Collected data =

--- START ---

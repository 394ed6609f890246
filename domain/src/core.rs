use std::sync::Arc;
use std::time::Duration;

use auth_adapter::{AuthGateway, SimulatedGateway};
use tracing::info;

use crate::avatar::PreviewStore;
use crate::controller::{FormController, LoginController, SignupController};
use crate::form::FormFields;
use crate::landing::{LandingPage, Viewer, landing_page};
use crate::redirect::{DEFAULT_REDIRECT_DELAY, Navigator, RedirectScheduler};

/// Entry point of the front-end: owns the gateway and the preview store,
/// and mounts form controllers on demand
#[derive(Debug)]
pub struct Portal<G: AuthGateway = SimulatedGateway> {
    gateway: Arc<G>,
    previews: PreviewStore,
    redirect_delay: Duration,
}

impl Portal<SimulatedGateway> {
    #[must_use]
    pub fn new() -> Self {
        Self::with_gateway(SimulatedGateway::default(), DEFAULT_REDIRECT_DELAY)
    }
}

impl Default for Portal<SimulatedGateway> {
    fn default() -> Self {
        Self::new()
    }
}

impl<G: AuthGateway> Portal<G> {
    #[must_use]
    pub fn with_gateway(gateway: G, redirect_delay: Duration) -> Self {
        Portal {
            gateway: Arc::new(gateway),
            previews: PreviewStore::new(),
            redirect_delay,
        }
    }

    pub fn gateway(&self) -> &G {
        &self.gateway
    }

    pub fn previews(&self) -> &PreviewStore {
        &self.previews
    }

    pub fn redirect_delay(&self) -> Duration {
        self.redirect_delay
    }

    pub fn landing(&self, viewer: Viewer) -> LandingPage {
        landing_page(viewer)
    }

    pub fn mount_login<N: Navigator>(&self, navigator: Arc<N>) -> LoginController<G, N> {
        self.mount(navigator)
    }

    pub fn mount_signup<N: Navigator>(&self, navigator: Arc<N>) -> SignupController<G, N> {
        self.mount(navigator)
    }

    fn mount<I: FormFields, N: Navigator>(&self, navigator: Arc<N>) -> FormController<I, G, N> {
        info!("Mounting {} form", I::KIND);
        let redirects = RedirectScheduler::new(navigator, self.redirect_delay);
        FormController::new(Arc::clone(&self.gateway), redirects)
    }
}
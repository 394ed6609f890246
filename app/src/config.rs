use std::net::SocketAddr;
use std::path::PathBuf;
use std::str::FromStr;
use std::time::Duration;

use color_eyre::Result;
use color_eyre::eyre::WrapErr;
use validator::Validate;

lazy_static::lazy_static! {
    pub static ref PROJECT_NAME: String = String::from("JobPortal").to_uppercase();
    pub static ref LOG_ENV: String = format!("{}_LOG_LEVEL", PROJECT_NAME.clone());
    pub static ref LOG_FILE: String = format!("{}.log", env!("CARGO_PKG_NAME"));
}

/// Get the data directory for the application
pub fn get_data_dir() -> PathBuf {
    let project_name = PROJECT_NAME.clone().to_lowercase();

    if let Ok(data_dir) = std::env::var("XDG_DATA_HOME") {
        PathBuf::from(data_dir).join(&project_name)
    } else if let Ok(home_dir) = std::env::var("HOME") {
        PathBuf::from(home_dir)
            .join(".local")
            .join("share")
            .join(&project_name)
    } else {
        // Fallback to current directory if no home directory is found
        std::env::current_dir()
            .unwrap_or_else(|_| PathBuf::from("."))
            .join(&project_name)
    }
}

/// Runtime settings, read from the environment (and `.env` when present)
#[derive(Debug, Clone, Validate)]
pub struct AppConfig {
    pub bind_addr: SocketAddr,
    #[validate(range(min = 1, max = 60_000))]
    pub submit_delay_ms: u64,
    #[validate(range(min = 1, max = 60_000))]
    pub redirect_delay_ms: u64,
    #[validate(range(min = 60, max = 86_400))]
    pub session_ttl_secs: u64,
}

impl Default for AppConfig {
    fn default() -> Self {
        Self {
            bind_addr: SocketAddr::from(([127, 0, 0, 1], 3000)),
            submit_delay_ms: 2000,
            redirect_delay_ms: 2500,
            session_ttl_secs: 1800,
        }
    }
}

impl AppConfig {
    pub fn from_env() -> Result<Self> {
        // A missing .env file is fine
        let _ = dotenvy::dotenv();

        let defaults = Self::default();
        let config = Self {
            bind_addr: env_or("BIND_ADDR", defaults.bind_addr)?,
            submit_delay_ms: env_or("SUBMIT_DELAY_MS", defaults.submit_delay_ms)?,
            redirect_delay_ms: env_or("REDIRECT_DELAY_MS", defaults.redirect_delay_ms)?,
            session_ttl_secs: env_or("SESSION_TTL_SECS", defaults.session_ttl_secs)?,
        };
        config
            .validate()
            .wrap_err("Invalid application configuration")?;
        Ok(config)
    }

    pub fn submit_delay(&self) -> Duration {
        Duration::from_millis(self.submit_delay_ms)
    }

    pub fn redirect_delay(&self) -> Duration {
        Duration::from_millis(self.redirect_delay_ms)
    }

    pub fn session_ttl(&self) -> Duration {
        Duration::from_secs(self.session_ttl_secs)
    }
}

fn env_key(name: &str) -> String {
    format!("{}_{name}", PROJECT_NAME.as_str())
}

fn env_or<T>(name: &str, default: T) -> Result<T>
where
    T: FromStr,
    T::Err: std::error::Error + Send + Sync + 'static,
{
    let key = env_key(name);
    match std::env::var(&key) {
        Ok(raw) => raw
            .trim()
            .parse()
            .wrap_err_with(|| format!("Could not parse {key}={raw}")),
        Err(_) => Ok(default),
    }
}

--- END ---

EXERCISE = Please give back all of the data exactly as it appears.

WRITTEN ANSWER =
repository 394ed6609f890246
filename domain/src/core.rs
use std::sync::Arc;
use std::time::Duration;

use auth_adapter::{AuthGateway, SimulatedGateway};
use tracing::info;

use crate::avatar::PreviewStore;
use crate::controller::{FormController, LoginController, SignupController};
use crate::form::FormFields;
use crate::landing::{LandingPage, Viewer, landing_page};
use crate::redirect::{DEFAULT_REDIRECT_DELAY, Navigator, RedirectScheduler};

/// Entry point of the front-end: owns the gateway and the preview store,
/// and mounts form controllers on demand
#[derive(Debug)]
pub struct Portal<G: AuthGateway = SimulatedGateway> {
    gateway: Arc<G>,
    previews: PreviewStore,
    redirect_delay: Duration,
}

impl Portal<SimulatedGateway> {
    #[must_use]
    pub fn new() -> Self {
        Self::with_gateway(SimulatedGateway::default(), DEFAULT_REDIRECT_DELAY)
    }
}

impl Default for Portal<SimulatedGateway> {
    fn default() -> Self {
        Self::new()
    }
}

impl<G: AuthGateway> Portal<G> {
    #[must_use]
    pub fn with_gateway(gateway: G, redirect_delay: Duration) -> Self {
        Portal {
            gateway: Arc::new(gateway),
            previews: PreviewStore::new(),
            redirect_delay,
        }
    }

    pub fn gateway(&self) -> &G {
        &self.gateway
    }

    pub fn previews(&self) -> &PreviewStore {
        &self.previews
    }

    pub fn redirect_delay(&self) -> Duration {
        self.redirect_delay
    }

    pub fn landing(&self, viewer: Viewer) -> LandingPage {
        landing_page(viewer)
    }

    pub fn mount_login<N: Navigator>(&self, navigator: Arc<N>) -> LoginController<G, N> {
        self.mount(navigator)
    }

    pub fn mount_signup<N: Navigator>(&self, navigator: Arc<N>) -> SignupController<G, N> {
        self.mount(navigator)
    }

    fn mount<I: FormFields, N: Navigator>(&self, navigator: Arc<N>) -> FormController<I, G, N> {
        info!("Mounting {} form", I::KIND);
        let redirects = RedirectScheduler::new(navigator, self.redirect_delay);
        FormController::new(Arc::clone(&self.gateway), redirects)
    }
}
repository 394ed6609f890246
filename app/src/config.rs
use std::net::SocketAddr;
use std::path::PathBuf;
use std::str::FromStr;
use std::time::Duration;

use color_eyre::Result;
use color_eyre::eyre::WrapErr;
use validator::Validate;

lazy_static::lazy_static! {
    pub static ref PROJECT_NAME: String = String::from("JobPortal").to_uppercase();
    pub static ref LOG_ENV: String = format!("{}_LOG_LEVEL", PROJECT_NAME.clone());
    pub static ref LOG_FILE: String = format!("{}.log", env!("CARGO_PKG_NAME"));
}

/// Get the data directory for the application
pub fn get_data_dir() -> PathBuf {
    let project_name = PROJECT_NAME.clone().to_lowercase();

    if let Ok(data_dir) = std::env::var("XDG_DATA_HOME") {
        PathBuf::from(data_dir).join(&project_name)
    } else if let Ok(home_dir) = std::env::var("HOME") {
        PathBuf::from(home_dir)
            .join(".local")
            .join("share")
            .join(&project_name)
    } else {
        // Fallback to current directory if no home directory is found
        std::env::current_dir()
            .unwrap_or_else(|_| PathBuf::from("."))
            .join(&project_name)
    }
}

/// Runtime settings, read from the environment (and `.env` when present)
#[derive(Debug, Clone, Validate)]
pub struct AppConfig {
    pub bind_addr: SocketAddr,
    #[validate(range(min = 1, max = 60_000))]
    pub submit_delay_ms: u64,
    #[validate(range(min = 1, max = 60_000))]
    pub redirect_delay_ms: u64,
    #[validate(range(min = 60, max = 86_400))]
    pub session_ttl_secs: u64,
}

impl Default for AppConfig {
    fn default() -> Self {
        Self {
            bind_addr: SocketAddr::from(([127, 0, 0, 1], 3000)),
            submit_delay_ms: 2000,
            redirect_delay_ms: 2500,
            session_ttl_secs: 1800,
        }
    }
}

impl AppConfig {
    pub fn from_env() -> Result<Self> {
        // A missing .env file is fine
        let _ = dotenvy::dotenv();

        let defaults = Self::default();
        let config = Self {
            bind_addr: env_or("BIND_ADDR", defaults.bind_addr)?,
            submit_delay_ms: env_or("SUBMIT_DELAY_MS", defaults.submit_delay_ms)?,
            redirect_delay_ms: env_or("REDIRECT_DELAY_MS", defaults.redirect_delay_ms)?,
            session_ttl_secs: env_or("SESSION_TTL_SECS", defaults.session_ttl_secs)?,
        };
        config
            .validate()
            .wrap_err("Invalid application configuration")?;
        Ok(config)
    }

    pub fn submit_delay(&self) -> Duration {
        Duration::from_millis(self.submit_delay_ms)
    }

    pub fn redirect_delay(&self) -> Duration {
        Duration::from_millis(self.redirect_delay_ms)
    }

    pub fn session_ttl(&self) -> Duration {
        Duration::from_secs(self.session_ttl_secs)
    }
}

fn env_key(name: &str) -> String {
    format!("{}_{name}", PROJECT_NAME.as_str())
}

fn env_or<T>(name: &str, default: T) -> Result<T>
where
    T: FromStr,
    T::Err: std::error::Error + Send + Sync + 'static,
{
    let key = env_key(name);
    match std::env::var(&key) {
        Ok(raw) => raw
            .trim()
            .parse()
            .wrap_err_with(|| format!("Could not parse {key}={raw}")),
        Err(_) => Ok(default),
    }
}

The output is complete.